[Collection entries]

----------------

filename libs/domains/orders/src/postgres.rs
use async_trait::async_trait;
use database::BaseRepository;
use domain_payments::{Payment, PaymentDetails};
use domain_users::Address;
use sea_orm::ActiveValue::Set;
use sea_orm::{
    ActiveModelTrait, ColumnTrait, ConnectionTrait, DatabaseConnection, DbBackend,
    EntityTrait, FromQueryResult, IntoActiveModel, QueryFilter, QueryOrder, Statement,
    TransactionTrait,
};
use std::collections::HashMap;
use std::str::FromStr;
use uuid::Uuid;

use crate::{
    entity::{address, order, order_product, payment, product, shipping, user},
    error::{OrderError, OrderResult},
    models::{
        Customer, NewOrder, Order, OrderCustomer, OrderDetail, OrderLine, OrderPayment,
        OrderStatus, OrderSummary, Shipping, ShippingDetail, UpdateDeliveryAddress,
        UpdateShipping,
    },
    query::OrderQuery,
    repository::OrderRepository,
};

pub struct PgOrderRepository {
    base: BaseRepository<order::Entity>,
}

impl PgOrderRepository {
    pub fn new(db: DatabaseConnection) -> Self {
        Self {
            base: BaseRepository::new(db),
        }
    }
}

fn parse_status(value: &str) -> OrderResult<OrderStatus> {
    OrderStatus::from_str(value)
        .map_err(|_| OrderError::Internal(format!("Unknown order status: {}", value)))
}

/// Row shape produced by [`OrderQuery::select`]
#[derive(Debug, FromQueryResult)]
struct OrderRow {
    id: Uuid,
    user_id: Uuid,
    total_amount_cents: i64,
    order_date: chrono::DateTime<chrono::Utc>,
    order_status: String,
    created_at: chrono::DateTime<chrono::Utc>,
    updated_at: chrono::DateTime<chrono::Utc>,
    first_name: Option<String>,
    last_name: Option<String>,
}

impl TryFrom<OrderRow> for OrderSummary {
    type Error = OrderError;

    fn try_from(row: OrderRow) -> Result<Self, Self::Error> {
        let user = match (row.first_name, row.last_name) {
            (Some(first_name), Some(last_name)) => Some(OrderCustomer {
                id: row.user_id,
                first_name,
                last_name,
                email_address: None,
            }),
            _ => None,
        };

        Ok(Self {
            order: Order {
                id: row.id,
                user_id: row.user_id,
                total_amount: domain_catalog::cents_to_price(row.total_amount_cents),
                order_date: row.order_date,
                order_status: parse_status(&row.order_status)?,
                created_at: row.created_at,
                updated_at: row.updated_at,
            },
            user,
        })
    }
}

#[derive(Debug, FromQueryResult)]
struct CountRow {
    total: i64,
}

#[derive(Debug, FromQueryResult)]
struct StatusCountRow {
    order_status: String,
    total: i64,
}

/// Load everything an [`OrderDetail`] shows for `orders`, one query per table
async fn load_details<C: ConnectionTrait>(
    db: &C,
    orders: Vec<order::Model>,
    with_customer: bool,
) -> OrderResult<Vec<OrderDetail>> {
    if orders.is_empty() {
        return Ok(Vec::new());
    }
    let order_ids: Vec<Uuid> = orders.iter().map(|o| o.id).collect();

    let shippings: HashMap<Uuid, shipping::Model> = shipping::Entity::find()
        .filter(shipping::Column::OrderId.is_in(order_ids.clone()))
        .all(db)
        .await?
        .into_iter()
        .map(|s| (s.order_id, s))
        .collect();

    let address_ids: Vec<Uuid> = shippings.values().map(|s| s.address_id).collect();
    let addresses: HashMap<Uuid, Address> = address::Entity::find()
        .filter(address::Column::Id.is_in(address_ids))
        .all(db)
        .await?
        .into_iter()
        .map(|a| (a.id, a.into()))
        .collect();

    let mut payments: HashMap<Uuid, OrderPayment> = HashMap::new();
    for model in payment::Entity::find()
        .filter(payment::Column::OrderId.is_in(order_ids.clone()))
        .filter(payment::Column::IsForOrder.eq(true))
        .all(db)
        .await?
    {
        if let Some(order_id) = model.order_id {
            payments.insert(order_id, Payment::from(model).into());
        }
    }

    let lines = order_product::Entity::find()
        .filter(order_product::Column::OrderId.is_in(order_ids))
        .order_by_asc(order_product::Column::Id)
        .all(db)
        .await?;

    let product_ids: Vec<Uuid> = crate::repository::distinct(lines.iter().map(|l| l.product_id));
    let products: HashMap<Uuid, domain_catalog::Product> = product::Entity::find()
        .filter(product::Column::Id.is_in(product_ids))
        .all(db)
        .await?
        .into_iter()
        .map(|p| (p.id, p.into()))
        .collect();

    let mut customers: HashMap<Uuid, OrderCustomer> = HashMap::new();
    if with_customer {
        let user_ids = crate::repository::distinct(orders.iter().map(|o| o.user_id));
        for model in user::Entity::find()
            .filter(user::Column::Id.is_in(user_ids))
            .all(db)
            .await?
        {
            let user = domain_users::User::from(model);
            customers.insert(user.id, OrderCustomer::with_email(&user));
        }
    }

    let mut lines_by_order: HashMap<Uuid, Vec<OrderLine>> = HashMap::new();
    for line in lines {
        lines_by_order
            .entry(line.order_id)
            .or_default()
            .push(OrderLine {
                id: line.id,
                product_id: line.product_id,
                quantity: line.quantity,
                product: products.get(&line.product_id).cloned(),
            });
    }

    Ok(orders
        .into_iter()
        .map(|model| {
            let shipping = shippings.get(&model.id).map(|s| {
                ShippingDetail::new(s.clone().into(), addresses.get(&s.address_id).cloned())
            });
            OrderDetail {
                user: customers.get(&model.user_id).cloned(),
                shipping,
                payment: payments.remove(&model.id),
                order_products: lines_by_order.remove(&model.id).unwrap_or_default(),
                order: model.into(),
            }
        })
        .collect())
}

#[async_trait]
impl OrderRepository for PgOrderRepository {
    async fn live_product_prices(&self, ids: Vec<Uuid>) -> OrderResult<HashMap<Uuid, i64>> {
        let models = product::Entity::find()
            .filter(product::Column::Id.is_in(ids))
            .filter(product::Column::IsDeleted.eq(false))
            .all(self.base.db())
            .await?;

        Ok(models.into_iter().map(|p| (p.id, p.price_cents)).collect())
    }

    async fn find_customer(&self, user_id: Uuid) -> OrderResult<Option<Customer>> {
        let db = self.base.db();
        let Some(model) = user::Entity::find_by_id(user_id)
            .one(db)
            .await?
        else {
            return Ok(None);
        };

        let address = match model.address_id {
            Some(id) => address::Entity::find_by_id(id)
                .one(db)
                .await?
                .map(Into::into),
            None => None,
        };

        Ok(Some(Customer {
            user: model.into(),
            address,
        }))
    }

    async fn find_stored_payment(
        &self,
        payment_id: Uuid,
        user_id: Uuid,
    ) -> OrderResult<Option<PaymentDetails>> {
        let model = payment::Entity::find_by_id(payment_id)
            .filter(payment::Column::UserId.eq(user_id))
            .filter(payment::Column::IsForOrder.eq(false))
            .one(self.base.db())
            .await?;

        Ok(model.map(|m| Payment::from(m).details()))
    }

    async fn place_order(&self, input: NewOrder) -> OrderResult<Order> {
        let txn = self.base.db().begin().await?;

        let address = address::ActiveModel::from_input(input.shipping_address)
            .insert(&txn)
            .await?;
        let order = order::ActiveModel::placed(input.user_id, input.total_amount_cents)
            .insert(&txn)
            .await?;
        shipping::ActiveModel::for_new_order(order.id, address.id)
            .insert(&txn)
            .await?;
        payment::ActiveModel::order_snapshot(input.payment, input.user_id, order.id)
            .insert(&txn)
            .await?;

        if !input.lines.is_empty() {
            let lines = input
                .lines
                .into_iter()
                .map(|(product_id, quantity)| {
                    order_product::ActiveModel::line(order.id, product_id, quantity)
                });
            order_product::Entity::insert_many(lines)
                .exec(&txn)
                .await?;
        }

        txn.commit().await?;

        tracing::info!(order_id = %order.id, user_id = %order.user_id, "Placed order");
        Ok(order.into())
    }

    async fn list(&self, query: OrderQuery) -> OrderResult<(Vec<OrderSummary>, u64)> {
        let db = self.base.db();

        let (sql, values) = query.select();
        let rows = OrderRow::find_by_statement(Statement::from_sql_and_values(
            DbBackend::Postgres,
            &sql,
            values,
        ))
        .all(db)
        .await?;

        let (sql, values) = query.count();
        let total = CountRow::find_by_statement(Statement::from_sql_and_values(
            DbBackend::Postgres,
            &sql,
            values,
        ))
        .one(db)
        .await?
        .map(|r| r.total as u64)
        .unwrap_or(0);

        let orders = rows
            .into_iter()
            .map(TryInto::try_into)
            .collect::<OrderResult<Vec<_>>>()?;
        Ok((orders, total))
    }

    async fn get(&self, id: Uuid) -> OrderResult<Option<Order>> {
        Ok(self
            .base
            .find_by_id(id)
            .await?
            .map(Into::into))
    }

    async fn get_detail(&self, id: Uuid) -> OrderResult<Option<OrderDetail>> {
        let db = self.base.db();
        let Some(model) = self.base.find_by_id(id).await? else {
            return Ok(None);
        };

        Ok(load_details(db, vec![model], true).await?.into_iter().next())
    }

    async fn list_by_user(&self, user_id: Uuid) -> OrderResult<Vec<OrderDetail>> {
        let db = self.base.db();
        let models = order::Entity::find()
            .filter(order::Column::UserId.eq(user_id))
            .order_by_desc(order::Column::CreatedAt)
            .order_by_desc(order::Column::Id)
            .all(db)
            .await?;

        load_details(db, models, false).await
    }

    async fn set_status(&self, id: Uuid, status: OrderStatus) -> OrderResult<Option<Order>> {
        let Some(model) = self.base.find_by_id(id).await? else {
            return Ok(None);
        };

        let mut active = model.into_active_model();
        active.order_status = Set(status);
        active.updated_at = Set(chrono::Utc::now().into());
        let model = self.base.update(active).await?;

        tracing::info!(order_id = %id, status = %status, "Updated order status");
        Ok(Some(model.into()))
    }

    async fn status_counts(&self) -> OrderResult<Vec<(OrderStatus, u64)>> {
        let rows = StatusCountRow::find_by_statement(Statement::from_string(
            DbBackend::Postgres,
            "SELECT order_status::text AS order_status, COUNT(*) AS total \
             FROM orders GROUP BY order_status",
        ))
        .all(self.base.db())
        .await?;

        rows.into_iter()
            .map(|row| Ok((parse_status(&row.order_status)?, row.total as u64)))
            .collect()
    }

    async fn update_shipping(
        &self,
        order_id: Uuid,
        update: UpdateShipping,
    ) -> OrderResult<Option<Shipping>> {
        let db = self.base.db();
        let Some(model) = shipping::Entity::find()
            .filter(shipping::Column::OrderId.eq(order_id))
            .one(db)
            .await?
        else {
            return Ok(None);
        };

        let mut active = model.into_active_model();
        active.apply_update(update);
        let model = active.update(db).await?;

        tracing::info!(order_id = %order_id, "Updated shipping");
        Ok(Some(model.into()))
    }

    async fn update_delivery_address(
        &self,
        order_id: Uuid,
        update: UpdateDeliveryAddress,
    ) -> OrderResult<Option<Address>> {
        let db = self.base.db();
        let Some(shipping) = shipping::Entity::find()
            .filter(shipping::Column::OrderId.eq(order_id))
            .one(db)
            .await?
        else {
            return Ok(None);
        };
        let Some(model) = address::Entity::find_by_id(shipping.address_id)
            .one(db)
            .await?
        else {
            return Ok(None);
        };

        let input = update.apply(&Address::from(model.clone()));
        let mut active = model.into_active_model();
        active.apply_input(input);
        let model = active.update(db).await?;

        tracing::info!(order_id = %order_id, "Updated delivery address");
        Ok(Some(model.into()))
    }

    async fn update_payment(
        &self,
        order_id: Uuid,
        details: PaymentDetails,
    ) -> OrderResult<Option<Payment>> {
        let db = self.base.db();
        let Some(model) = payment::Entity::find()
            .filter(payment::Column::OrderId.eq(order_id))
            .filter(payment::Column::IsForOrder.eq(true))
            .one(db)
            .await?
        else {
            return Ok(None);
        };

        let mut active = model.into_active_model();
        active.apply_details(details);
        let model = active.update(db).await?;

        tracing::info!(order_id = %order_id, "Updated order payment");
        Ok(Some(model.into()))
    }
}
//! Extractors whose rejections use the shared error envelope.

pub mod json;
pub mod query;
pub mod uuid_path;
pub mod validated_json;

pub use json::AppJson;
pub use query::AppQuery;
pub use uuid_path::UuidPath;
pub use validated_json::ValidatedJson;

----------------

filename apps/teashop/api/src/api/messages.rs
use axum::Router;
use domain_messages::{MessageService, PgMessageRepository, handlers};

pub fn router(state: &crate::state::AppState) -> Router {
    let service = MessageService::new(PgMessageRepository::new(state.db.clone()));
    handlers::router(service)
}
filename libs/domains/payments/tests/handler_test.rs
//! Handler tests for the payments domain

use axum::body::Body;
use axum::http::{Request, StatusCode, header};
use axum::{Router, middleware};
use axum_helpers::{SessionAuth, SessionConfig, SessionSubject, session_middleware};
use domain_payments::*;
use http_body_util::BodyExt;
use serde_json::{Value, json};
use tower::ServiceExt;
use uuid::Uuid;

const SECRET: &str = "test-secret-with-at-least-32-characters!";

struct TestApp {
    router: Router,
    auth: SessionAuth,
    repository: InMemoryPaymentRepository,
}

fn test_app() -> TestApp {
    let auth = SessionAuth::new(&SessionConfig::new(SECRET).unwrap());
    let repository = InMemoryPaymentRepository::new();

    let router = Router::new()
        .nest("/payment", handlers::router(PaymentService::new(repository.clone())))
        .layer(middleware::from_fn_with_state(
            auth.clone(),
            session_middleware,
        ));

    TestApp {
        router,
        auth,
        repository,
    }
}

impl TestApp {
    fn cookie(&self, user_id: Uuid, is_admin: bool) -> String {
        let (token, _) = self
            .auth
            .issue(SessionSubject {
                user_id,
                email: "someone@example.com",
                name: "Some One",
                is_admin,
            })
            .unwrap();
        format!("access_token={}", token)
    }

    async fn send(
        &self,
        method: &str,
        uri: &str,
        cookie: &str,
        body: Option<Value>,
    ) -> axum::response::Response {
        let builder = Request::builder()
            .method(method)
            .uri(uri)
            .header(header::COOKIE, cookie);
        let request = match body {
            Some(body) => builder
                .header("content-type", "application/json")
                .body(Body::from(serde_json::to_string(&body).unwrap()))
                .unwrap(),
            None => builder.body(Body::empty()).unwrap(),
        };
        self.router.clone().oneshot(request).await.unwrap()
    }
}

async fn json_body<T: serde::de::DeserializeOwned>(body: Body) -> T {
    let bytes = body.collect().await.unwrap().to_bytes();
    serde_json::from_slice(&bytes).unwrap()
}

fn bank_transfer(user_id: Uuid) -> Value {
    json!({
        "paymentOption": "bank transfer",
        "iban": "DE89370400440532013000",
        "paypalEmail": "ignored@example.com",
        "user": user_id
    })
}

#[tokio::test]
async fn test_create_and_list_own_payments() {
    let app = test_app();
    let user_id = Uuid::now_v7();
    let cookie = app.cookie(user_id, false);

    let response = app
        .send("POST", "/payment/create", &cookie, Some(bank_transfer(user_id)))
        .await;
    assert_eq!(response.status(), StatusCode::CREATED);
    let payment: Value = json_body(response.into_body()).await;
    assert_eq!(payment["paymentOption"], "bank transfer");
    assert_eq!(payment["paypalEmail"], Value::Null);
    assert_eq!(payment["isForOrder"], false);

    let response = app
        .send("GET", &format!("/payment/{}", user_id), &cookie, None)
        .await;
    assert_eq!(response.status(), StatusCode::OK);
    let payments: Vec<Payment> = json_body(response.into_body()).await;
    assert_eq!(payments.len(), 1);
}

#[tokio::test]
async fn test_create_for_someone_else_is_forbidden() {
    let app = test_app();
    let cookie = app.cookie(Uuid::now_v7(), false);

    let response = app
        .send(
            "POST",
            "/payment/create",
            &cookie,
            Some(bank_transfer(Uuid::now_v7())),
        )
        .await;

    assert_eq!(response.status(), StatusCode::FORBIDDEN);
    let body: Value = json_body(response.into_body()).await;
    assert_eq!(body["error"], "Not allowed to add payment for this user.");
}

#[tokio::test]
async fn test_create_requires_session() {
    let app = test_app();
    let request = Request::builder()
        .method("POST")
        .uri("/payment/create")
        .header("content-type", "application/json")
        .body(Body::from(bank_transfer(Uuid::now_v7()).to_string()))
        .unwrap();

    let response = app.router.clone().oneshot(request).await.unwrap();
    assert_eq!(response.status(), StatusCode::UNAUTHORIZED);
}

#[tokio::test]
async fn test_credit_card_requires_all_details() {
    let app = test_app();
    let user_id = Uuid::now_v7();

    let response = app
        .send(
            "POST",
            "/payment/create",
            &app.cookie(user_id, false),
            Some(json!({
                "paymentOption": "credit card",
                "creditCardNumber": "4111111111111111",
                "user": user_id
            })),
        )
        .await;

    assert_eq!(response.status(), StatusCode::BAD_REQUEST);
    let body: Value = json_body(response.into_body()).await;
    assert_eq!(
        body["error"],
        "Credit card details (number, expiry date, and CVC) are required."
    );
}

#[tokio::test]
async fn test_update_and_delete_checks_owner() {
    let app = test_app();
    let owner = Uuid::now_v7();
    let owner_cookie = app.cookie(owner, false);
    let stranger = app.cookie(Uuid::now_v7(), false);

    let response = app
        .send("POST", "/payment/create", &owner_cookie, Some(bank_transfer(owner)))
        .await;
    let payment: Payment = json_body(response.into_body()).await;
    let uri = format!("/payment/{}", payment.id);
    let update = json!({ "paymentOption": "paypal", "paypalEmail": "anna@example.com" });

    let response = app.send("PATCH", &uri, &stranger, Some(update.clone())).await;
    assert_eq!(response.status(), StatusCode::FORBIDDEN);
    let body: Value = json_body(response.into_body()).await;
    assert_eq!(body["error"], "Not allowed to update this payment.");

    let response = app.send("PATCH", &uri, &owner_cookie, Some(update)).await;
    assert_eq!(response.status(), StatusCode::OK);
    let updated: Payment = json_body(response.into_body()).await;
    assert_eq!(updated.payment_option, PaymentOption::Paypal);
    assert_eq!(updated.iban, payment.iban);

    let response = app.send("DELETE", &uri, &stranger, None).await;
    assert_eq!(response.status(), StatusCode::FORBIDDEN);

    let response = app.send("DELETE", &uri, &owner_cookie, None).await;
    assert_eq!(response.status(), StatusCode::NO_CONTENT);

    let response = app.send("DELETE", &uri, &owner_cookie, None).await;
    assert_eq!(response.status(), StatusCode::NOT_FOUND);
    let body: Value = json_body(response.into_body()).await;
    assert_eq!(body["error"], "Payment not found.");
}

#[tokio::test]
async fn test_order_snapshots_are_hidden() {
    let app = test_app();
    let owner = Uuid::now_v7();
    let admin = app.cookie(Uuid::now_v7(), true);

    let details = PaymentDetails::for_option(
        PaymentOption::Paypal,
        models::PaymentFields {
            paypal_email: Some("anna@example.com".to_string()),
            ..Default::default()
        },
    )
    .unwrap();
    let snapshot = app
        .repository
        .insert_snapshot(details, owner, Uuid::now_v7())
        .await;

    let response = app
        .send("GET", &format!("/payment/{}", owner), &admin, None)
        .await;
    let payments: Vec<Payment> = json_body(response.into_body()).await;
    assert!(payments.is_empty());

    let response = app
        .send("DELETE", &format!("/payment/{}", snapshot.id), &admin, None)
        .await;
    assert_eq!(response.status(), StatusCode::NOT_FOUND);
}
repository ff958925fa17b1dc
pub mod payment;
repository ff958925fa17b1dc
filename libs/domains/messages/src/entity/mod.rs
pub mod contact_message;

----------------

- **WORK TO COMPLETE**:
Could you reproduce, exactly, every line above from the line with "tracing::info!(order_id = %order.id, user_id" to the line with "let (sql, values) = query.select();", and no other line? Both ends count.

- **RESULT FOR THIS TASK**:
        tracing::info!(order_id = %order.id, user_id = %order.user_id, "Placed order");
        Ok(order.into())
    }

    async fn list(&self, query: OrderQuery) -> OrderResult<(Vec<OrderSummary>, u64)> {
        let db = self.base.db();

        let (sql, values) = query.select();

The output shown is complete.